§ Try it
Please return all lines from the records below that include the string "only".

━━ Records provided

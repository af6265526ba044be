//! Hook callables and their control-flow signals.
//!
//! A lifecycle hook is a type-erased callable that receives a [`StageEvent`]
//! and answers with a [`Flow`] signal. The runner inspects the signal after
//! each hook to decide whether the remainder of the chain runs:
//!
//! - [`Flow::Continue`] — proceed to the next hook
//! - [`Flow::Pause`] — halt the chain, leaving the controller's run status
//!   untouched so another matched route can take over
//! - [`Flow::Stop`] — halt the chain and transition the controller into its
//!   terminal stopped state
//!
//! # Hook chains
//!
//! Every configuration scope may contribute zero, one or many hooks for a
//! stage. [`IntoHookChain`] normalizes all of those shapes into one flat
//! ordered `Vec<Arc<LifecycleHook>>` at insertion time, so execution never
//! branches on single-vs-list.
//!
//! # Example
//!
//! ```
//! use junction_routing::hook::{Flow, LifecycleHook, StageEvent};
//! use junction_routing::stage::StageId;
//!
//! struct OnRun;
//!
//! let hook = LifecycleHook::new(|event: &StageEvent| {
//!     if event.route() == "admin" { Flow::Stop } else { Flow::Continue }
//! });
//!
//! let event = StageEvent::new(StageId::of::<OnRun>(), "admin");
//! assert_eq!(hook.invoke(&event), Flow::Stop);
//! ```

use core::fmt;
use std::sync::Arc;

use crate::stage::StageId;

// ─────────────────────────────────────────────────────────────────────────────
// Flow
// ─────────────────────────────────────────────────────────────────────────────

/// Control signal returned by every hook invocation.
///
/// `Flow` replaces the callback-parameter style of signaling: instead of the
/// hook remembering to call a `pause` function, it returns the decision and
/// the runner acts on it.
#[derive(Debug, Clone, Copy, Default, PartialEq, Eq)]
pub enum Flow {
    /// Run the next hook in the chain (default).
    #[default]
    Continue,
    /// Halt the remaining chain without changing the controller's run status.
    Pause,
    /// Halt the remaining chain and mark the controller stopped.
    Stop,
}

impl Flow {
    /// Returns `true` if this signal halts the remainder of the chain.
    #[must_use]
    pub fn halts(&self) -> bool {
        !matches!(self, Flow::Continue)
    }
}

impl fmt::Display for Flow {
    fn fmt(&self, f: &mut fmt::Formatter<'_>) -> fmt::Result {
        match self {
            Flow::Continue => write!(f, "continue"),
            Flow::Pause => write!(f, "pause"),
            Flow::Stop => write!(f, "stop"),
        }
    }
}

// ─────────────────────────────────────────────────────────────────────────────
// StageEvent
// ─────────────────────────────────────────────────────────────────────────────

/// Payload passed to every hook invocation.
///
/// Carries the stage being executed and the name of the matched route, which
/// is what a hook registered across several stages needs to tell invocations
/// apart.
#[derive(Debug, Clone)]
pub struct StageEvent {
    /// The stage whose chain is executing.
    stage: StageId,
    /// Name of the matched route the controller was created for.
    route: String,
}

impl StageEvent {
    /// Creates a new event for the given stage and route name.
    #[must_use]
    pub fn new(stage: StageId, route: impl Into<String>) -> Self {
        Self {
            stage,
            route: route.into(),
        }
    }

    /// Returns the stage whose chain is executing.
    #[must_use]
    pub fn stage(&self) -> StageId {
        self.stage
    }

    /// Returns the name of the matched route.
    #[must_use]
    pub fn route(&self) -> &str {
        &self.route
    }
}

impl fmt::Display for StageEvent {
    fn fmt(&self, f: &mut fmt::Formatter<'_>) -> fmt::Result {
        write!(f, "{}({})", self.stage.type_name(), self.route)
    }
}

// ─────────────────────────────────────────────────────────────────────────────
// LifecycleHook
// ─────────────────────────────────────────────────────────────────────────────

/// Type-erased hook that receives a `&StageEvent` and returns a [`Flow`].
///
/// Most hooks only observe — use [`LifecycleHook::observer`] for those and the
/// `Continue` signal is implied. Hooks that participate in control flow use
/// [`LifecycleHook::new`] and return the signal explicitly.
pub struct LifecycleHook {
    /// The hook function.
    handler: Box<dyn Fn(&StageEvent) -> Flow + Send + Sync>,
}

impl LifecycleHook {
    /// Creates a hook from a signal-returning function.
    #[must_use]
    pub fn new(handler: impl Fn(&StageEvent) -> Flow + Send + Sync + 'static) -> Self {
        Self {
            handler: Box::new(handler),
        }
    }

    /// Creates a hook that only observes the event and always continues.
    #[must_use]
    pub fn observer(handler: impl Fn(&StageEvent) + Send + Sync + 'static) -> Self {
        Self::new(move |event| {
            handler(event);
            Flow::Continue
        })
    }

    /// Invokes the hook with the given event.
    pub fn invoke(&self, event: &StageEvent) -> Flow {
        (self.handler)(event)
    }
}

impl fmt::Debug for LifecycleHook {
    fn fmt(&self, f: &mut fmt::Formatter<'_>) -> fmt::Result {
        f.debug_struct("LifecycleHook").finish_non_exhaustive()
    }
}

// ─────────────────────────────────────────────────────────────────────────────
// IntoHookChain
// ─────────────────────────────────────────────────────────────────────────────

/// Conversion of hook values into one flat ordered chain.
///
/// A configuration scope may hold a single hook or an ordered list of hooks;
/// both normalize to `Vec<Arc<LifecycleHook>>` at insertion time, preserving
/// internal order.
pub trait IntoHookChain {
    /// Flattens this value into an ordered hook chain.
    fn into_chain(self) -> Vec<Arc<LifecycleHook>>;
}

impl IntoHookChain for LifecycleHook {
    fn into_chain(self) -> Vec<Arc<LifecycleHook>> {
        vec![Arc::new(self)]
    }
}

impl IntoHookChain for Arc<LifecycleHook> {
    fn into_chain(self) -> Vec<Arc<LifecycleHook>> {
        vec![self]
    }
}

impl IntoHookChain for Vec<LifecycleHook> {
    fn into_chain(self) -> Vec<Arc<LifecycleHook>> {
        self.into_iter().map(Arc::new).collect()
    }
}

impl IntoHookChain for Vec<Arc<LifecycleHook>> {
    fn into_chain(self) -> Vec<Arc<LifecycleHook>> {
        self
    }
}

impl<const N: usize> IntoHookChain for [LifecycleHook; N] {
    fn into_chain(self) -> Vec<Arc<LifecycleHook>> {
        self.into_iter().map(Arc::new).collect()
    }
}

#[cfg(test)]
mod tests {
    use super::*;
    use std::sync::Mutex;

    struct TestStage;

    fn event() -> StageEvent {
        StageEvent::new(StageId::of::<TestStage>(), "test")
    }

    #[test]
    fn observer_always_continues() {
        let seen = Arc::new(Mutex::new(Vec::new()));
        let seen_clone = Arc::clone(&seen);
        let hook = LifecycleHook::observer(move |event: &StageEvent| {
            seen_clone.lock().unwrap().push(event.route().to_string());
        });

        assert_eq!(hook.invoke(&event()), Flow::Continue);
        assert_eq!(*seen.lock().unwrap(), vec!["test"]);
    }

    #[test]
    fn signal_hook_returns_its_signal() {
        let hook = LifecycleHook::new(|_| Flow::Pause);
        assert_eq!(hook.invoke(&event()), Flow::Pause);
        assert!(hook.invoke(&event()).halts());
    }

    #[test]
    fn continue_does_not_halt() {
        assert!(!Flow::Continue.halts());
        assert!(Flow::Pause.halts());
        assert!(Flow::Stop.halts());
    }

    #[test]
    fn single_hook_normalizes_to_chain_of_one() {
        let chain = LifecycleHook::new(|_| Flow::Continue).into_chain();
        assert_eq!(chain.len(), 1);
    }

    #[test]
    fn list_normalizes_in_order() {
        let order = Arc::new(Mutex::new(Vec::new()));

        let make = |label: &'static str| {
            let order = Arc::clone(&order);
            LifecycleHook::observer(move |_| order.lock().unwrap().push(label))
        };

        let chain = vec![make("first"), make("second"), make("third")].into_chain();
        assert_eq!(chain.len(), 3);

        for hook in &chain {
            hook.invoke(&event());
        }
        assert_eq!(*order.lock().unwrap(), vec!["first", "second", "third"]);
    }

    #[test]
    fn event_display_names_stage_and_route() {
        let rendered = event().to_string();
        assert!(rendered.contains("TestStage"));
        assert!(rendered.contains("test"));
    }
}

━━━━

§ Exercise solution
/// Most hooks only observe — use [`LifecycleHook::observer`] for those and the
    /// Creates a hook that only observes the event and always continues.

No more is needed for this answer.